> [Work to be completed]:
Search the listing below for the word "struct" and copy each line that holds it.

======== Information shown

// Report models shared by the agents, the merge step and the presentation layer.
// Every field defaults so a degraded agent still yields a complete record.

use serde::{Deserialize, Serialize};

use crate::types::Citation;

#[derive(Debug, Clone, Default, PartialEq, Serialize, Deserialize)]
#[serde(default, rename_all = "camelCase")]
pub struct DiseaseClassification {
    #[serde(deserialize_with = "lenient::string")]
    pub category: String,
    #[serde(deserialize_with = "lenient::string_list")]
    pub subgroups: Vec<String>,
}

#[derive(Debug, Clone, Default, PartialEq, Serialize, Deserialize)]
#[serde(default, rename_all = "camelCase")]
pub struct Mutation {
    /// HGVS notation, e.g. `p.Asn215Ser`
    #[serde(deserialize_with = "lenient::string")]
    pub hgvs: String,
    #[serde(skip_serializing_if = "Option::is_none", deserialize_with = "lenient::opt_string")]
    pub clinvar_id: Option<String>,
    #[serde(skip_serializing_if = "Option::is_none", deserialize_with = "lenient::opt_string")]
    pub significance: Option<String>,
}

#[derive(Debug, Clone, Default, PartialEq, Serialize, Deserialize)]
#[serde(default, rename_all = "camelCase")]
pub struct TargetProtein {
    #[serde(deserialize_with = "lenient::string")]
    pub name: String,
    #[serde(deserialize_with = "lenient::string")]
    pub uniprot_id: String,
    #[serde(deserialize_with = "lenient::string")]
    pub function: String,
    #[serde(deserialize_with = "lenient::string")]
    pub molecular_function: String,
    #[serde(deserialize_with = "lenient::string")]
    pub alpha_fold_status: String,
    /// Estimated pLDDT confidence range, e.g. "High > 90"
    #[serde(skip_serializing_if = "Option::is_none", deserialize_with = "lenient::opt_string")]
    pub plddt: Option<String>,
    #[serde(deserialize_with = "lenient::string_list")]
    pub domains: Vec<String>,
    #[serde(deserialize_with = "lenient::string_list")]
    pub pathways: Vec<String>,
    #[serde(skip_serializing_if = "Option::is_none", deserialize_with = "lenient::opt_string")]
    pub tissue_expression: Option<String>,
    #[serde(skip_serializing_if = "Option::is_none", deserialize_with = "lenient::opt_string")]
    pub druggability: Option<String>,
    #[serde(deserialize_with = "lenient::string_list")]
    pub interaction_partners: Vec<String>,
    #[serde(deserialize_with = "lenient::string")]
    pub sequence: String,
    #[serde(deserialize_with = "lenient::entries")]
    pub mutations: Vec<Mutation>,
}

================

> [Output for this task]:
pub struct DiseaseClassification {
pub struct Mutation {
pub struct TargetProtein {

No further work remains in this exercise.